▶ Instructions to follow: Look through the lines below and copy each one that includes "including".

▶ Input records:
☆ ☆ ☆
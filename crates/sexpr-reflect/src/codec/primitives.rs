//! Primitive text encoding/decoding for the canonical format.
//!
//! Implements the output buffer and the string quoting rules shared by the
//! encoder, the decoder and the atom formatter.

use std::str::CharIndices;

use crate::error::DecodeError;

// =============================================================================
// ENCODING
// =============================================================================

/// Writer for canonical text.
#[derive(Debug, Clone, Default)]
pub struct Writer {
    buf: String,
}

impl Writer {
    /// Creates a new writer.
    pub fn new() -> Self {
        Self { buf: String::new() }
    }

    /// Creates a new writer with capacity.
    pub fn with_capacity(capacity: usize) -> Self {
        Self {
            buf: String::with_capacity(capacity),
        }
    }

    /// Returns the written text.
    pub fn into_string(self) -> String {
        self.buf
    }

    /// Returns a reference to the written text.
    pub fn as_str(&self) -> &str {
        &self.buf
    }

    /// Returns the number of bytes written.
    pub fn len(&self) -> usize {
        self.buf.len()
    }

    /// Returns true if nothing has been written.
    pub fn is_empty(&self) -> bool {
        self.buf.is_empty()
    }

    #[inline]
    pub fn write_char(&mut self, c: char) {
        self.buf.push(c);
    }

    #[inline]
    pub fn write_str(&mut self, s: &str) {
        self.buf.push_str(s);
    }

    /// Writes a signed decimal integer.
    pub fn write_int(&mut self, value: i64) {
        self.buf.push_str(&value.to_string());
    }

    /// Writes an unsigned decimal integer.
    pub fn write_uint(&mut self, value: u64) {
        self.buf.push_str(&value.to_string());
    }

    /// Writes `s` as a double-quoted, escaped string literal.
    pub fn write_quoted(&mut self, s: &str) {
        push_quoted(&mut self.buf, s);
    }
}

/// Returns `s` as a double-quoted string literal.
///
/// Quotes, backslashes and control characters are escaped; every other
/// character, including non-ASCII, is written as is.
pub fn quote(s: &str) -> String {
    let mut out = String::with_capacity(s.len() + 2);
    push_quoted(&mut out, s);
    out
}

fn push_quoted(out: &mut String, s: &str) {
    out.push('"');
    for ch in s.chars() {
        match ch {
            '"' => out.push_str("\\\""),
            '\\' => out.push_str("\\\\"),
            '\n' => out.push_str("\\n"),
            '\r' => out.push_str("\\r"),
            '\t' => out.push_str("\\t"),
            '\u{7}' => out.push_str("\\a"),
            '\u{8}' => out.push_str("\\b"),
            '\u{b}' => out.push_str("\\v"),
            '\u{c}' => out.push_str("\\f"),
            c if c.is_control() => {
                let code = c as u32;
                if code < 0x80 {
                    out.push_str(&format!("\\x{code:02x}"));
                } else {
                    out.push_str(&format!("\\u{code:04x}"));
                }
            }
            c => out.push(c),
        }
    }
    out.push('"');
}

// =============================================================================
// DECODING
// =============================================================================

/// Decodes a string literal token (including its quotes).
///
/// `offset` is the token's position in the input and is used for error
/// reporting only.
pub fn unquote(token: &str, offset: usize) -> Result<String, DecodeError> {
    let inner = token
        .strip_prefix('"')
        .and_then(|t| t.strip_suffix('"'))
        .ok_or(DecodeError::UnterminatedString { offset })?;

    let mut out = String::with_capacity(inner.len());
    let mut chars = inner.char_indices();
    while let Some((i, ch)) = chars.next() {
        if ch != '\\' {
            out.push(ch);
            continue;
        }
        // +1 for the opening quote
        let at = offset + 1 + i;
        let Some((_, esc)) = chars.next() else {
            return Err(DecodeError::InvalidEscape { offset: at });
        };
        let decoded = match esc {
            'n' => '\n',
            'r' => '\r',
            't' => '\t',
            'a' => '\u{7}',
            'b' => '\u{8}',
            'v' => '\u{b}',
            'f' => '\u{c}',
            '0' => '\0',
            '\\' => '\\',
            '"' => '"',
            '\'' => '\'',
            'x' => read_hex_escape(&mut chars, 2, at)?,
            'u' => read_hex_escape(&mut chars, 4, at)?,
            'U' => read_hex_escape(&mut chars, 8, at)?,
            _ => return Err(DecodeError::InvalidEscape { offset: at }),
        };
        out.push(decoded);
    }
    Ok(out)
}

fn read_hex_escape(chars: &mut CharIndices<'_>, digits: usize, at: usize) -> Result<char, DecodeError> {
    let mut code = 0u32;
    for _ in 0..digits {
        let digit = chars
            .next()
            .and_then(|(_, c)| c.to_digit(16))
            .ok_or(DecodeError::InvalidEscape { offset: at })?;
        code = code * 16 + digit;
    }
    char::from_u32(code).ok_or(DecodeError::InvalidEscape { offset: at })
}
☆ ☆ ☆
▶ Output of the task:
/// character, including non-ASCII, is written as is.
/// Decodes a string literal token (including its quotes).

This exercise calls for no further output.